The phrase “the world’s smallest violin” is dripping with sarcasm and reserved for disdain, but for some researchers it’s a mark of pride. Thanks to the latest nanotechnology tools, a team at the United Kingdom’s Loughborough University recently crafted what is literally the world’s smallest violin. At only 35 micrometers long and 13 micrometers wide, the “instrument” is thinner than a human hair and makes tardigrades look imposing by comparison.
Don’t expect to hear any scaled down sonatas, however. In this case, engineers designed a nanoscale image of a violin instead of a playable instrument. Regardless, the milestone wasn’t intended as a stunt—it’s helping experts push the boundaries for future generations of electronics and computer chips.
For decades, electronics designers and manufacturers have consistently miniaturized projects while simultaneously boosting performance benchmarks. Computer chips have consistently doubled their capacity roughly every 1.5 to 2 years, in keeping with a trajectory known as Moore’s Law. First proposed by Intel co-founder Gordon Moore in 1965, his namesake theory has largely held up even after 65 years. But at a certain point in the not-too-distant future, manufacturers will simply run out of physical, upgradable space for data–which is where quantum computing may come into play.
Until then, researchers must turn to increasingly advanced techniques to design nanoscopic electronics. One such approach is nanolithography—and Loughborough University’s Physics department recently acquired a new system designed for just such tasks.

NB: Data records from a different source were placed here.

//! Configuration loading and validation.

use std::path::{Path, PathBuf};

use serde::{Deserialize, Serialize};

use crate::error::VoiceAgentError;
use crate::types::SttEngine;

/// Default RPC port of the voice agent service.
pub const DEFAULT_PORT: u16 = 51053;

/// Signal bus endpoint used when no `bus` section is configured.
pub const DEFAULT_BUS_URL: &str = "ws://127.0.0.1:8090";

/// Top-level voice agent configuration.
#[derive(Debug, Clone, Default, Serialize, Deserialize)]
pub struct Config {
    #[serde(skip_serializing_if = "Option::is_none")]
    pub server: Option<ServerConfig>,

    /// Phrase that wakes the agent up.
    #[serde(skip_serializing_if = "Option::is_none")]
    pub wake_word: Option<String>,

    #[serde(skip_serializing_if = "Option::is_none")]
    pub audio: Option<AudioConfig>,

    #[serde(skip_serializing_if = "Option::is_none")]
    pub stt: Option<SttConfig>,

    #[serde(skip_serializing_if = "Option::is_none")]
    pub nlu: Option<NluConfig>,

    #[serde(skip_serializing_if = "Option::is_none")]
    pub bus: Option<BusConfig>,

    #[serde(skip_serializing_if = "Option::is_none")]
    pub media: Option<MediaConfig>,

    /// Path of the intent to signal mapping file.
    #[serde(skip_serializing_if = "Option::is_none")]
    pub mapping: Option<String>,

    #[serde(skip_serializing_if = "Option::is_none")]
    pub logging: Option<LoggingConfig>,
}

#[derive(Debug, Clone, Serialize, Deserialize)]
pub struct ServerConfig {
    #[serde(default = "default_port")]
    pub port: u16,

    #[serde(skip_serializing_if = "Option::is_none")]
    pub bind: Option<String>,

    /// Abandoned streaming sessions are reaped after this many seconds.
    #[serde(skip_serializing_if = "Option::is_none")]
    pub session_ttl_secs: Option<u64>,
}

fn default_port() -> u16 {
    DEFAULT_PORT
}

#[derive(Debug, Clone, Default, Serialize, Deserialize)]
pub struct AudioConfig {
    #[serde(skip_serializing_if = "Option::is_none")]
    pub sample_rate: Option<u32>,

    #[serde(skip_serializing_if = "Option::is_none")]
    pub channels: Option<u16>,

    /// Capture command and arguments. Must write raw S16LE PCM to stdout.
    #[serde(skip_serializing_if = "Option::is_none")]
    pub capture_command: Option<Vec<String>>,

    /// Directory for retained voice commands.
    #[serde(skip_serializing_if = "Option::is_none")]
    pub store_dir: Option<String>,

    #[serde(default)]
    pub store_voice_commands: bool,

    /// Upper bound for an AUTO-mode recording.
    #[serde(skip_serializing_if = "Option::is_none")]
    pub auto_max_secs: Option<u64>,

    #[serde(skip_serializing_if = "Option::is_none")]
    pub vad_threshold: Option<f32>,

    #[serde(skip_serializing_if = "Option::is_none")]
    pub vad_silence_frames: Option<u32>,
}

#[derive(Debug, Clone, Default, Serialize, Deserialize)]
pub struct SttConfig {
    #[serde(default)]
    pub default_engine: SttEngine,

    #[serde(default)]
    pub engines: SttEnginesConfig,

    #[serde(skip_serializing_if = "Option::is_none")]
    pub online: Option<OnlineSttConfig>,
}

/// Local engine profiles addressable by the `stt_engine` selector.
#[derive(Debug, Clone, Default, Serialize, Deserialize)]
pub struct SttEnginesConfig {
    #[serde(skip_serializing_if = "Option::is_none")]
    pub vosk: Option<LocalEngineConfig>,

    #[serde(skip_serializing_if = "Option::is_none")]
    pub whisper: Option<LocalEngineConfig>,
}

impl SttEnginesConfig {
    pub fn get(&self, engine: SttEngine) -> Option<&LocalEngineConfig> {
        match engine {
            SttEngine::Vosk => self.vosk.as_ref(),
            SttEngine::Whisper => self.whisper.as_ref(),
        }
    }
}

/// A command-line recognizer: `program args...` where `{input}` is
/// replaced by the path of a WAV file; the transcript is read from stdout.
#[derive(Debug, Clone, Serialize, Deserialize)]
pub struct LocalEngineConfig {
    pub program: String,

    #[serde(default)]
    pub args: Vec<String>,

    /// Audio window (seconds) after which a partial decode is attempted.
    #[serde(skip_serializing_if = "Option::is_none")]
    pub window_secs: Option<f32>,
}

/// OpenAI-compatible remote transcription endpoint.
#[derive(Debug, Clone, Serialize, Deserialize)]
pub struct OnlineSttConfig {
    pub url: String,

    #[serde(skip_serializing_if = "Option::is_none")]
    pub api_key: Option<String>,

    #[serde(skip_serializing_if = "Option::is_none")]
    pub api_key_env: Option<String>,

    #[serde(skip_serializing_if = "Option::is_none")]
    pub model: Option<String>,

    #[serde(skip_serializing_if = "Option::is_none")]
    pub timeout_secs: Option<u64>,
}

impl OnlineSttConfig {
    pub fn resolve_api_key(&self) -> Option<String> {
        resolve_secret_field(&self.api_key, &self.api_key_env)
    }
}

#[derive(Debug, Clone, Default, Serialize, Deserialize)]
pub struct NluConfig {
    #[serde(skip_serializing_if = "Option::is_none")]
    pub snips: Option<SnipsConfig>,

    #[serde(skip_serializing_if = "Option::is_none")]
    pub rasa: Option<RasaConfig>,
}

/// Offline rule-based intent engine.
#[derive(Debug, Clone, Serialize, Deserialize)]
pub struct SnipsConfig {
    /// Path of the JSON5 rule file.
    pub rules: String,
}

#[derive(Debug, Clone, Serialize, Deserialize)]
pub struct RasaConfig {
    pub url: String,

    #[serde(skip_serializing_if = "Option::is_none")]
    pub timeout_secs: Option<u64>,

    /// Intents below this confidence are treated as not recognized.
    #[serde(skip_serializing_if = "Option::is_none")]
    pub min_confidence: Option<f64>,
}

#[derive(Debug, Clone, Serialize, Deserialize)]
pub struct BusConfig {
    /// VISS WebSocket endpoint, e.g. `ws://localhost:8090`.
    pub url: String,

    #[serde(skip_serializing_if = "Option::is_none")]
    pub token: Option<String>,

    #[serde(skip_serializing_if = "Option::is_none")]
    pub token_env: Option<String>,

    /// File holding an authorization token (JWT).
    #[serde(skip_serializing_if = "Option::is_none")]
    pub token_file: Option<String>,

    #[serde(skip_serializing_if = "Option::is_none")]
    pub timeout_secs: Option<u64>,
}

impl BusConfig {
    /// Resolve the token from the direct value, env var, or token file, in that order.
    pub fn resolve_token(&self) -> Option<String> {
        if let Some(token) = resolve_secret_field(&self.token, &self.token_env) {
            return Some(token);
        }
        let path = self.token_file.as_ref()?;
        let expanded = shellexpand::tilde(path);
        std::fs::read_to_string(expanded.as_ref())
            .ok()
            .map(|s| s.trim().to_string())
            .filter(|s| !s.is_empty())
    }
}

#[derive(Debug, Clone, Default, Serialize, Deserialize)]
pub struct MediaConfig {
    #[serde(skip_serializing_if = "Option::is_none")]
    pub mpd_host: Option<String>,

    #[serde(skip_serializing_if = "Option::is_none")]
    pub mpd_port: Option<u16>,

    #[serde(skip_serializing_if = "Option::is_none")]
    pub timeout_secs: Option<u64>,
}

#[derive(Debug, Clone, Default, Serialize, Deserialize)]
pub struct LoggingConfig {
    /// Log format: "plain" (default) or "json".
    #[serde(default = "default_log_format")]
    pub format: String,

    /// Log level override (trace/debug/info/warn/error).
    #[serde(skip_serializing_if = "Option::is_none")]
    pub level: Option<String>,

    /// Per-crate log level overrides (e.g. "voice_agent_bus=debug").
    #[serde(default)]
    pub filters: Vec<String>,

    /// Output target: "stderr" (default) or "stdout".
    #[serde(default = "default_log_output")]
    pub output: String,
}

fn default_log_format() -> String {
    "plain".into()
}

fn default_log_output() -> String {
    "stderr".into()
}

/// Resolve a secret: check the direct value first, then the env-var reference.
pub fn resolve_secret_field(direct: &Option<String>, env_var: &Option<String>) -> Option<String> {
    if let Some(val) = direct {
        if !val.is_empty() {
            return Some(val.clone());
        }
    }
    if let Some(env) = env_var {
        if let Ok(val) = std::env::var(env) {
            if !val.is_empty() {
                return Some(val);
            }
        }
    }
    None
}

/// Substitute `${ENV_VAR}` patterns in a string with their environment variable values.
fn substitute_env_vars(input: &str) -> crate::error::Result<String> {
    let re = regex::Regex::new(r"\$\{([^}]+)\}")
        .map_err(|e| VoiceAgentError::Config(e.to_string()))?;
    Ok(re
        .replace_all(input, |caps: &regex::Captures| {
            let var_name = &caps[1];
            std::env::var(var_name).unwrap_or_default()
        })
        .into_owned())
}

fn expand_path(path: &str) -> PathBuf {
    PathBuf::from(shellexpand::tilde(path).as_ref())
}

impl Config {
    /// Load config from a JSON5 file, substituting `${ENV_VAR}` references.
    /// A missing file yields the default config.
    pub fn load(path: &Path) -> crate::error::Result<Self> {
        if !path.exists() {
            return Ok(Self::default());
        }

        let raw = std::fs::read_to_string(path)?;
        Self::parse(&raw)
    }

    /// Parse config text (JSON5 with `${ENV_VAR}` references).
    pub fn parse(raw: &str) -> crate::error::Result<Self> {
        let substituted = substitute_env_vars(raw)?;
        json5::from_str(&substituted).map_err(|e| VoiceAgentError::Config(e.to_string()))
    }

    /// Default config file path.
    pub fn default_path() -> PathBuf {
        data_dir().join("config.json5")
    }

    pub fn port(&self) -> u16 {
        self.server.as_ref().map(|s| s.port).unwrap_or(DEFAULT_PORT)
    }

    pub fn bind(&self) -> String {
        self.server
            .as_ref()
            .and_then(|s| s.bind.clone())
            .unwrap_or_else(|| "127.0.0.1".to_string())
    }

    pub fn session_ttl_secs(&self) -> u64 {
        self.server
            .as_ref()
            .and_then(|s| s.session_ttl_secs)
            .unwrap_or(300)
    }

    pub fn wake_word(&self) -> String {
        self.wake_word
            .clone()
            .unwrap_or_else(|| "hello auto".to_string())
    }

    pub fn sample_rate(&self) -> u32 {
        self.audio
            .as_ref()
            .and_then(|a| a.sample_rate)
            .unwrap_or(16_000)
    }

    pub fn channels(&self) -> u16 {
        self.audio.as_ref().and_then(|a| a.channels).unwrap_or(1)
    }

    /// Capture command line; defaults to `arecord` emitting raw mono S16LE.
    pub fn capture_command(&self) -> Vec<String> {
        if let Some(cmd) = self
            .audio
            .as_ref()
            .and_then(|a| a.capture_command.clone())
            .filter(|c| !c.is_empty())
        {
            return cmd;
        }
        vec![
            "arecord".to_string(),
            "-q".to_string(),
            "-t".to_string(),
            "raw".to_string(),
            "-f".to_string(),
            "S16_LE".to_string(),
            "-c".to_string(),
            self.channels().to_string(),
            "-r".to_string(),
            self.sample_rate().to_string(),
        ]
    }

    pub fn store_voice_commands(&self) -> bool {
        self.audio
            .as_ref()
            .map(|a| a.store_voice_commands)
            .unwrap_or(false)
    }

    pub fn store_dir(&self) -> PathBuf {
        self.audio
            .as_ref()
            .and_then(|a| a.store_dir.as_deref())
            .map(expand_path)
            .unwrap_or_else(|| data_dir().join("voice_commands"))
    }

    pub fn auto_max_secs(&self) -> u64 {
        self.audio
            .as_ref()
            .and_then(|a| a.auto_max_secs)
            .unwrap_or(10)
    }

    pub fn vad_threshold(&self) -> f32 {
        self.audio
            .as_ref()
            .and_then(|a| a.vad_threshold)
            .unwrap_or(300.0)
    }

    pub fn vad_silence_frames(&self) -> u32 {
        self.audio
            .as_ref()
            .and_then(|a| a.vad_silence_frames)
            .unwrap_or(15)
    }

    pub fn default_stt_engine(&self) -> SttEngine {
        self.stt
            .as_ref()
            .map(|s| s.default_engine)
            .unwrap_or_default()
    }

    pub fn local_engine(&self, engine: SttEngine) -> Option<&LocalEngineConfig> {
        self.stt.as_ref().and_then(|s| s.engines.get(engine))
    }

    pub fn online_stt(&self) -> Option<&OnlineSttConfig> {
        self.stt.as_ref().and_then(|s| s.online.as_ref())
    }

    pub fn snips_rules(&self) -> Option<PathBuf> {
        self.nlu
            .as_ref()
            .and_then(|n| n.snips.as_ref())
            .map(|s| expand_path(&s.rules))
    }

    pub fn rasa(&self) -> Option<&RasaConfig> {
        self.nlu.as_ref().and_then(|n| n.rasa.as_ref())
    }

    pub fn bus_url(&self) -> String {
        self.bus
            .as_ref()
            .map(|b| b.url.clone())
            .unwrap_or_else(|| DEFAULT_BUS_URL.to_string())
    }

    pub fn bus_timeout_secs(&self) -> u64 {
        self.bus
            .as_ref()
            .and_then(|b| b.timeout_secs)
            .unwrap_or(5)
    }

    pub fn mpd_host(&self) -> String {
        self.media
            .as_ref()
            .and_then(|m| m.mpd_host.clone())
            .unwrap_or_else(|| "localhost".to_string())
    }

    pub fn mpd_port(&self) -> u16 {
        self.media.as_ref().and_then(|m| m.mpd_port).unwrap_or(6600)
    }

    pub fn media_timeout_secs(&self) -> u64 {
        self.media
            .as_ref()
            .and_then(|m| m.timeout_secs)
            .unwrap_or(3)
    }

    pub fn mapping_path(&self) -> Option<PathBuf> {
        self.mapping.as_deref().map(expand_path)
    }

    /// Validate config, returning (warnings, errors).
    pub fn validate(&self) -> (Vec<String>, Vec<String>) {
        let mut warnings = Vec::new();
        let mut errors = Vec::new();

        if self.port() == 0 {
            errors.push("Server port cannot be 0".to_string());
        }

        if self.sample_rate() == 0 {
            errors.push("Audio sample rate cannot be 0".to_string());
        }

        let default_engine = self.default_stt_engine();
        if self.local_engine(default_engine).is_none() {
            warnings.push(format!(
                "Default STT engine '{}' has no engine profile configured",
                default_engine.as_str()
            ));
        }

        if self.bus.is_none() {
            warnings.push(format!("No signal bus configured; using {DEFAULT_BUS_URL}"));
        }

        match self.mapping_path() {
            None => warnings.push("No intent mapping file configured".to_string()),
            Some(path) if !path.exists() => {
                errors.push(format!("Mapping file not found: {}", path.display()));
            }
            Some(_) => {}
        }

        if let Some(rules) = self.snips_rules() {
            if !rules.exists() {
                errors.push(format!("Intent rule file not found: {}", rules.display()));
            }
        }

        if let Some(online) = self.online_stt() {
            if online.resolve_api_key().is_none() {
                warnings.push(format!(
                    "Online STT endpoint '{}' has no API key configured",
                    online.url
                ));
            }
        }

        (warnings, errors)
    }
}

/// Base directory for voice agent data: `~/.voice_agent/`
pub fn data_dir() -> PathBuf {
    dirs::home_dir()
        .unwrap_or_else(|| PathBuf::from("."))
        .join(".voice_agent")
}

“Our nanolithography system allows us to design experiments that probe materials in different ways—using light, magnetism, or electricity—and observe their responses,” experimental physics professor Kelly Morrison said in a recent university profile. “Once we understand how materials behave, we can start applying that knowledge to develop new technologies, whether it’s improving computing efficiency or finding new ways to harvest energy.”
Before that, Morrison and colleagues need to understand the ground level science. In order to do this, they worked with a NanoFrazor. The garage-sized tool designed by Heidelberg Instruments relies on a particular technique known as thermal scanning probe lithography to assemble nanoscale structures. Essentially, the bulky NanoFrazor array culminates in a microscopically small, needlelike tip capable of observing and interacting with atomic-sized targets. Once heated to a specified temperature ranging between 75 to 2012 degrees Fahrenheit, the tip then burns away material or etch patterns as needed.
After sketching their violin schematic using a rendering program, the team coated a glass chip with two layers of gel-like polymer to create the basis of what’s known as a resist. The chip was next placed into the NanoFrazor, at which point its heated tip seared the violin design into the surface polymer layer. From there, the team developed the resist by dissolving the now-exposed underlayer, leaving behind an instrument-shaped empty space. A layer of platinum was then applied over the chip before rinsing it in acetone to remove any residual material.
While it took months to test, refine, and improve their techniques, the final process only took the NanoFrazor about three hours to complete its project. While admiring the violin’s details requires a microscope, some eagle-eyed individuals may be able to spot it on their own. That said, it will still look like a speck of dust.
With their test project completed, researchers have already moved on to more advanced investigations. One current project involves developing alternatives to magnetic data storage methods, while another is examining how heat may help design faster, more efficient storage and processing capabilities.
“Though creating the world’s smallest violin may seem like fun and games, a lot of what we’ve learned in the process has actually laid the groundwork for the research we’re now undertaking,” said Morrison. “But first, we [needed] to understand the fundamental science and this system enables us to do just that.”